[[ Records supplied, beginning ]]

use serde::{Deserialize, Serialize};

/// Product status values accepted by the creation form. Serialized with
/// the exact uppercase spelling the remote platform expects.
#[derive(Debug, Clone, Copy, PartialEq, Eq, Serialize, Deserialize)]
pub enum ProductStatus {
    #[serde(rename = "ACTIVE")]
    Active,
    #[serde(rename = "DRAFT")]
    Draft,
}

impl ProductStatus {
    pub fn as_str(&self) -> &'static str {
        match self {
            ProductStatus::Active => "ACTIVE",
            ProductStatus::Draft => "DRAFT",
        }
    }
}

impl Default for ProductStatus {
    fn default() -> Self {
        ProductStatus::Active
    }
}

/// First variant of a listed product, when the product has one.
#[derive(Debug, Clone, PartialEq, Serialize, Deserialize)]
pub struct VariantSummary {
    pub id: String,
    #[serde(default)]
    pub sku: Option<String>,
}

/// Flat view model for one row of the product list. The status comes
/// through as whatever string the remote issued, not just the two values
/// the creation form offers.
#[derive(Debug, Clone, PartialEq, Serialize, Deserialize)]
pub struct ProductSummary {
    pub id: String,
    pub title: String,
    pub status: String,
    #[serde(default, skip_serializing_if = "Option::is_none")]
    pub variant: Option<VariantSummary>,
}

/// Body of GET /api/products.
#[derive(Debug, Clone, Serialize, Deserialize)]
pub struct ProductListResponse {
    pub products: Vec<ProductSummary>,
    pub total_count: usize,
}

/// Form fields submitted by the create-product page.
#[derive(Debug, Clone, Serialize, Deserialize)]
pub struct CreateProductRequest {
    pub title: String,
    #[serde(default)]
    pub status: ProductStatus,
    pub sku: String,
}

/// Body of POST /api/products, success and failure alike. Mirrors the
/// page state: any subset of the three fields can be present (a failed
/// variant update still echoes the created product).
#[derive(Debug, Clone, Default, Serialize, Deserialize)]
pub struct ProductWorkflowResponse {
    #[serde(default, skip_serializing_if = "Option::is_none")]
    pub product: Option<serde_json::Value>,
    #[serde(default, skip_serializing_if = "Option::is_none")]
    pub variants: Option<serde_json::Value>,
    #[serde(default, skip_serializing_if = "Option::is_none")]
    pub error: Option<String>,
}

/// Success body of POST /api/products/generate: the raw remote payloads
/// of the create and the follow-up variant update.
#[derive(Debug, Clone, Serialize, Deserialize)]
pub struct GenerateProductResponse {
    pub product: serde_json::Value,
    pub variant: serde_json::Value,
}

/// Generic failure body used by every endpoint.
#[derive(Debug, Clone, Serialize, Deserialize)]
pub struct ApiError {
    pub error: String,
}

#[cfg(test)]
mod tests {
    use super::*;

    #[test]
    fn product_status_serializes_uppercase() {
        assert_eq!(
            serde_json::to_string(&ProductStatus::Active).unwrap(),
            "\"ACTIVE\""
        );
        assert_eq!(
            serde_json::to_string(&ProductStatus::Draft).unwrap(),
            "\"DRAFT\""
        );
    }

    #[test]
    fn product_summary_without_variant_deserializes() {
        let json = r#"{
            "id": "gid://shopify/Product/1",
            "title": "Blue Snowboard",
            "status": "ACTIVE"
        }"#;

        let product: ProductSummary = serde_json::from_str(json).unwrap();
        assert_eq!(product.id, "gid://shopify/Product/1");
        assert!(product.variant.is_none());
    }

    #[test]
    fn product_summary_variant_keeps_missing_sku() {
        let json = r#"{
            "id": "gid://shopify/Product/2",
            "title": "Red Snowboard",
            "status": "DRAFT",
            "variant": { "id": "gid://shopify/ProductVariant/7" }
        }"#;

        let product: ProductSummary = serde_json::from_str(json).unwrap();
        let variant = product.variant.unwrap();
        assert_eq!(variant.id, "gid://shopify/ProductVariant/7");
        assert!(variant.sku.is_none());
    }

    #[test]
    fn workflow_response_omits_absent_fields() {
        let response = ProductWorkflowResponse {
            error: Some("Failed to update variant.".to_string()),
            product: Some(serde_json::json!({ "id": "gid://shopify/Product/3" })),
            variants: None,
        };

        let value = serde_json::to_value(&response).unwrap();
        assert_eq!(value["error"], "Failed to update variant.");
        assert!(value.get("variants").is_none());
    }

    #[test]
    fn create_request_defaults_status_to_active() {
        let request: CreateProductRequest =
            serde_json::from_str(r#"{ "title": "Board", "sku": "SKU-1" }"#).unwrap();
        assert_eq!(request.status, ProductStatus::Active);
    }
}
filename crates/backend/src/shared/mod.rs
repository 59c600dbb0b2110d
pub mod config;
pub mod platform;
pub mod service;
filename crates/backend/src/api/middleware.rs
use axum::body::{to_bytes, Body};
use axum::http::Request;
use axum::middleware::Next;
use axum::response::Response;
use chrono::Utc;

/// Console log line per request. The response body is buffered to get
/// its real size, then restored.
pub async fn request_logger(req: Request<Body>, next: Next) -> Response {
    let start = std::time::Instant::now();
    let method = req.method().clone();
    let uri = req.uri().clone();

    let response = next.run(req).await;

    let (parts, body) = response.into_parts();

    let bytes = match to_bytes(body, usize::MAX).await {
        Ok(b) => b,
        Err(_) => {
            let duration = start.elapsed();
            println!(
                "\x1b[33m{}\x1b[0m | {:>5}ms | {:>12} | {} {:>6} {}",
                Utc::now().format("%H:%M:%S"),
                duration.as_millis(),
                "error",
                parts.status.as_u16(),
                method,
                uri.path()
            );
            return Response::from_parts(parts, Body::default());
        }
    };

    let size = bytes.len();
    let duration = start.elapsed();

    // Cyan for 200, yellow for everything else
    let color_code = if parts.status.as_u16() == 200 {
        "36"
    } else {
        "33"
    };

    println!(
        "\x1b[{}m{}\x1b[0m | {:>5}ms | {:>12} | {} {:>6} {}",
        color_code,
        Utc::now().format("%H:%M:%S"),
        duration.as_millis(),
        format_number(size),
        parts.status.as_u16(),
        method,
        uri.path()
    );

    Response::from_parts(parts, Body::from(bytes))
}

/// Thousands separators for the size column.
fn format_number(n: usize) -> String {
    let s = n.to_string();
    let mut result = String::new();
    for (i, ch) in s.chars().rev().enumerate() {
        if i > 0 && i % 3 == 0 {
            result.push('.');
        }
        result.push(ch);
    }
    result.chars().rev().collect()
}
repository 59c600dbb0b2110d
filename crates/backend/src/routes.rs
use std::sync::Arc;

use axum::extract::Extension;
use axum::http::{header, Method};
use axum::middleware;
use axum::routing::{get, post};
use axum::Router;
use tower_http::cors::{Any, CorsLayer};
use tower_http::services::ServeDir;

use crate::api::handlers::products;
use crate::api::middleware::request_logger;
use crate::domain::products::service::ProductService;

/// Services shared by every handler through an [`Extension`] layer.
/// Tests build their own instance pointed at a local stub platform.
pub struct AppServices {
    pub products: ProductService,
}

/// Router over the product JSON API, with the built frontend served
/// from `dist` for every other path.
pub fn configure_routes(services: Arc<AppServices>) -> Router {
    let cors = CorsLayer::new()
        .allow_origin(Any)
        .allow_methods([
            Method::GET,
            Method::POST,
            Method::PUT,
            Method::DELETE,
            Method::OPTIONS,
        ])
        .allow_headers([header::CONTENT_TYPE, header::ACCEPT, header::AUTHORIZATION]);

    Router::new()
        .route("/health", get(|| async { "ok" }))
        .route(
            "/api/products",
            get(products::list_products).post(products::create_product),
        )
        .route("/api/products/generate", post(products::generate_product))
        .fallback_service(ServeDir::new("dist"))
        .layer(Extension(services))
        .layer(middleware::from_fn(request_logger))
        .layer(cors)
}
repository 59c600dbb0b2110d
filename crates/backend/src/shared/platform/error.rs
use thiserror::Error;

use super::graphql::UserError;

/// Failure modes of an Admin API call, split the way the pages report
/// them: everything transport- or GraphQL-level surfaces as a server
/// failure, remote user errors surface as a validation failure.
#[derive(Debug, Error)]
pub enum PlatformError {
    #[error("http transport error: {0}")]
    Http(#[from] reqwest::Error),

    #[error("admin api returned status {status}: {body}")]
    Status { status: u16, body: String },

    #[error("graphql errors: {0:?}")]
    GraphQl(Vec<String>),

    #[error("user errors: {}", format_user_errors(.0))]
    UserErrors(Vec<UserError>),

    #[error("response missing expected node: {0}")]
    MissingNode(&'static str),

    #[error("failed to decode admin api response: {0}")]
    Json(#[from] serde_json::Error),
}

impl PlatformError {
    /// True for the validation tier, which maps to a 400 at the HTTP
    /// surface instead of a 500.
    pub fn is_user_error(&self) -> bool {
        matches!(self, PlatformError::UserErrors(_))
    }
}

fn format_user_errors(errors: &[UserError]) -> String {
    errors
        .iter()
        .map(|e| e.message.as_str())
        .collect::<Vec<_>>()
        .join("; ")
}

#[cfg(test)]
mod tests {
    use super::*;

    #[test]
    fn user_errors_are_the_validation_tier() {
        let err = PlatformError::UserErrors(vec![UserError {
            field: None,
            message: "Title can't be blank".to_string(),
        }]);
        assert!(err.is_user_error());
        assert!(err.to_string().contains("Title can't be blank"));

        let err = PlatformError::GraphQl(vec!["Throttled".to_string()]);
        assert!(!err.is_user_error());
    }
}
use std::net::SocketAddr;
use std::sync::Arc;

use tokio::net::TcpListener;
use tracing_subscriber::{layer::SubscriberExt, util::SubscriberInitExt};

use backend::domain::products::service::ProductService;
use backend::routes::{configure_routes, AppServices};
use backend::shared::config::load_config;
use backend::shared::platform::AdminApiClient;

#[tokio::main]
async fn main() -> anyhow::Result<()> {
    let log_dir = std::path::Path::new("target").join("logs");
    std::fs::create_dir_all(&log_dir)?;

    let log_file_path = log_dir.join("backend.log");
    let log_file = std::fs::OpenOptions::new()
        .create(true)
        .append(true)
        .open(log_file_path)?;

    tracing_subscriber::registry()
        .with(tracing_subscriber::EnvFilter::new(
            std::env::var("RUST_LOG").unwrap_or_else(|_| {
                // Keep HTTP client internals quiet, leave application logs on
                "info,hyper=warn,reqwest=warn".into()
            }),
        ))
        .with(tracing_subscriber::fmt::layer())
        .with(
            tracing_subscriber::fmt::layer()
                .with_writer(std::sync::Arc::new(log_file))
                .with_ansi(false),
        )
        .init();

    let config = load_config()?;
    let port = config.server.port;

    let platform = AdminApiClient::new(&config.platform);
    let services = Arc::new(AppServices {
        products: ProductService::new(platform),
    });
    let app = configure_routes(services);

    let addr: SocketAddr = ([0, 0, 0, 0], port).into();

    tracing::info!("Attempting to bind server to http://{}", addr);
    let listener = match TcpListener::bind(addr).await {
        Ok(listener) => {
            tracing::info!("Server successfully bound to {}", addr);
            listener
        }
        Err(e) => {
            if e.kind() == std::io::ErrorKind::AddrInUse {
                tracing::error!(
                    "Error: Port {} is already in use. Please ensure no other process is using this port.",
                    port
                );
            } else {
                tracing::error!("Failed to bind to port {}. Error: {}", port, e);
            }
            return Err(e.into());
        }
    };

    axum::serve(listener, app).await?;

    Ok(())
}
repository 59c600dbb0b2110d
pub mod api;
pub mod create_page;
pub mod form_stub;
pub mod list_page;
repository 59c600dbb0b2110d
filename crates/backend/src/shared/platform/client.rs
use serde::de::DeserializeOwned;
use serde::Serialize;

use crate::shared::config::PlatformConfig;

use super::error::PlatformError;
use super::graphql::GraphQlEnvelope;

/// HTTP client for the commerce platform's Admin GraphQL API.
pub struct AdminApiClient {
    client: reqwest::Client,
    endpoint: String,
    access_token: String,
}

#[derive(Serialize)]
struct GraphQlRequest<'a, V: Serialize> {
    query: &'a str,
    variables: V,
}

impl AdminApiClient {
    pub fn new(config: &PlatformConfig) -> Self {
        let endpoint = format!(
            "https://{}/admin/api/{}/graphql.json",
            config.shop_domain, config.api_version
        );
        Self::with_endpoint(endpoint, config.access_token.clone())
    }

    /// Client against an explicit endpoint URL. Lets tests aim the
    /// workflows at a local stand-in server.
    pub fn with_endpoint(endpoint: String, access_token: String) -> Self {
        Self {
            client: reqwest::Client::builder()
                .timeout(std::time::Duration::from_secs(30))
                .build()
                .expect("Failed to create HTTP client"),
            endpoint,
            access_token,
        }
    }

    /// Execute one GraphQL document and decode its `data` payload.
    ///
    /// GraphQL-level errors become `PlatformError::GraphQl` here; user
    /// errors inside the payload stay with the caller, since not every
    /// document selects them.
    pub async fn execute<V, D>(&self, query: &str, variables: V) -> Result<D, PlatformError>
    where
        V: Serialize,
        D: DeserializeOwned,
    {
        let body = serde_json::to_string(&GraphQlRequest { query, variables })?;

        let response = self
            .client
            .post(&self.endpoint)
            .header("X-Shopify-Access-Token", &self.access_token)
            .header("Content-Type", "application/json")
            .body(body)
            .send()
            .await?;

        let status = response.status();
        if !status.is_success() {
            let body = response.text().await.unwrap_or_default();
            tracing::error!("Admin API request failed with status {}: {}", status, body);
            return Err(PlatformError::Status {
                status: status.as_u16(),
                body,
            });
        }

        let body = response.text().await?;

        let envelope: GraphQlEnvelope = match serde_json::from_str(&body) {
            Ok(envelope) => envelope,
            Err(e) => {
                let preview: String = body.chars().take(500).collect();
                tracing::error!(
                    "Failed to parse Admin API response: {}. Body: {}",
                    e,
                    preview
                );
                return Err(PlatformError::Json(e));
            }
        };

        if let Some(errors) = envelope.errors {
            if !errors.is_empty() {
                let messages: Vec<String> = errors.into_iter().map(|e| e.message).collect();
                tracing::error!("Admin API returned GraphQL errors: {:?}", messages);
                return Err(PlatformError::GraphQl(messages));
            }
        }

        let data = envelope.data.ok_or(PlatformError::MissingNode("data"))?;
        Ok(serde_json::from_value(data)?)
    }
}
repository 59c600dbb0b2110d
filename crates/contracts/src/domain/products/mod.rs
pub mod dto;
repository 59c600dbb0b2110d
pub mod client;
pub mod error;
pub mod graphql;

pub use client::AdminApiClient;
pub use error::PlatformError;
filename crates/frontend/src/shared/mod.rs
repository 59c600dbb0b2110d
pub mod gid;
pub mod json_viewer;
pub mod pagination_controls;
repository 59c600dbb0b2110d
/// Numeric admin identifier of a product gid, for links into the remote
/// admin UI. Values without the product prefix pass through untouched.
pub fn product_admin_id(gid: &str) -> String {
    gid.strip_prefix("gid://shopify/Product/")
        .unwrap_or(gid)
        .to_string()
}
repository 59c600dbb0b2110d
//! GraphQL documents and response shapes for the Admin API.
//!
//! The field selections and variable shapes in these documents are part
//! of the contract with the remote schema and must not be altered.

use serde::{Deserialize, Serialize};
use std::collections::HashMap;

/// Create used by the product form page. Selects sku and price on the
/// default variant plus user errors.
pub const CREATE_PRODUCT_MUTATION: &str = r#"
  mutation createProduct($product: ProductCreateInput!) {
    productCreate(product: $product) {
      product {
        id
        title
        handle
        status
        variants(first: 10) {
          edges {
            node {
              id
              sku
              price
            }
          }
        }
      }
      userErrors {
        field
        message
      }
    }
  }
"#;

/// Bulk variant update used by the product form page. The submitted SKU
/// travels through the variant's inventory item.
pub const UPDATE_VARIANT_MUTATION: &str = r#"
  mutation shopifyRemixTemplateUpdateVariant($productId: ID!, $variants: [ProductVariantsBulkInput!]!) {
    productVariantsBulkUpdate(productId: $productId, variants: $variants) {
      productVariants {
        id
        price
        barcode
        createdAt
        sku
      }
      userErrors {
        field
        message
      }
    }
  }
"#;

/// First-N product listing for the list page.
pub const GET_ALL_PRODUCTS_QUERY: &str = r#"
  query getAllProducts($first: Int!) {
    products(first: $first) {
      edges {
        node {
          id
          title
          status
          variants(first:1) {
            edges {
              node {
                id
                sku
              }
            }
          }
        }
      }
    }
  }
"#;

/// Create used by the generator action. Selects no user errors.
pub const POPULATE_PRODUCT_MUTATION: &str = r#"
  mutation populateProduct($product: ProductCreateInput!) {
    productCreate(product: $product) {
      product {
        id
        title
        handle
        status
        variants(first: 10) {
          edges {
            node {
              id
              price
              barcode
              createdAt
            }
          }
        }
      }
    }
  }
"#;

/// Bulk variant update used by the generator action. Selects no user
/// errors.
pub const POPULATE_UPDATE_VARIANTS_MUTATION: &str = r#"
  mutation shopifyRemixTemplateUpdateVariant($productId: ID!, $variants: [ProductVariantsBulkInput!]!) {
    productVariantsBulkUpdate(productId: $productId, variants: $variants) {
      productVariants {
        id
        price
        barcode
        createdAt
      }
    }
  }
"#;

/// Top-level GraphQL response envelope. `data` stays a raw value here;
/// each caller decodes the operation payload it expects.
#[derive(Debug, Clone, Deserialize)]
pub struct GraphQlEnvelope {
    #[serde(default)]
    pub data: Option<serde_json::Value>,
    #[serde(default)]
    pub errors: Option<Vec<GraphQlError>>,
}

#[derive(Debug, Clone, Serialize, Deserialize)]
pub struct GraphQlError {
    pub message: String,
    #[serde(flatten)]
    pub extra: HashMap<String, serde_json::Value>,
}

/// Validation failure returned inside a successful response. The field
/// path can be a string, an array, or absent, so it stays raw JSON.
#[derive(Debug, Clone, Serialize, Deserialize)]
pub struct UserError {
    #[serde(default)]
    pub field: Option<serde_json::Value>,
    pub message: String,
}

/// Payload of `productCreate`. The product node is kept as raw JSON so
/// the pages receive the exact remote payload; `userErrors` defaults to
/// empty for the generator document, which does not select it.
#[derive(Debug, Clone, Deserialize)]
pub struct ProductCreateData {
    #[serde(rename = "productCreate")]
    pub product_create: ProductCreatePayload,
}

#[derive(Debug, Clone, Deserialize)]
pub struct ProductCreatePayload {
    #[serde(default)]
    pub product: Option<serde_json::Value>,
    #[serde(rename = "userErrors", default)]
    pub user_errors: Vec<UserError>,
}

/// Payload of `productVariantsBulkUpdate`.
#[derive(Debug, Clone, Deserialize)]
pub struct VariantsBulkUpdateData {
    #[serde(rename = "productVariantsBulkUpdate")]
    pub variants_bulk_update: VariantsBulkUpdatePayload,
}

#[derive(Debug, Clone, Deserialize)]
pub struct VariantsBulkUpdatePayload {
    #[serde(rename = "productVariants", default)]
    pub product_variants: Option<serde_json::Value>,
    #[serde(rename = "userErrors", default)]
    pub user_errors: Vec<UserError>,
}

/// Payload of `products(first: $first)`, typed down to the variant nodes
/// because the list page flattens it instead of echoing raw JSON.
#[derive(Debug, Clone, Deserialize)]
pub struct ProductsData {
    pub products: Connection<ProductListNode>,
}

#[derive(Debug, Clone, Deserialize)]
pub struct Connection<T> {
    #[serde(default = "Vec::new")]
    pub edges: Vec<Edge<T>>,
}

#[derive(Debug, Clone, Deserialize)]
pub struct Edge<T> {
    pub node: T,
}

#[derive(Debug, Clone, Deserialize)]
pub struct ProductListNode {
    pub id: String,
    pub title: String,
    pub status: String,
    #[serde(default)]
    pub variants: Option<Connection<VariantListNode>>,
}

#[derive(Debug, Clone, Deserialize)]
pub struct VariantListNode {
    pub id: String,
    #[serde(default)]
    pub sku: Option<String>,
}

/// First variant identifier under `variants.edges[0].node.id` of a raw
/// product node, if present.
pub fn first_variant_id(product: &serde_json::Value) -> Option<String> {
    product
        .get("variants")?
        .get("edges")?
        .get(0)?
        .get("node")?
        .get("id")?
        .as_str()
        .map(str::to_owned)
}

[[ Records supplied, end ]]

(Task to complete)
Go through the entries. Report every line that contains the word "ProductCreateInput".

(Answer space)
  mutation createProduct($product: ProductCreateInput!) {
  mutation populateProduct($product: ProductCreateInput!) {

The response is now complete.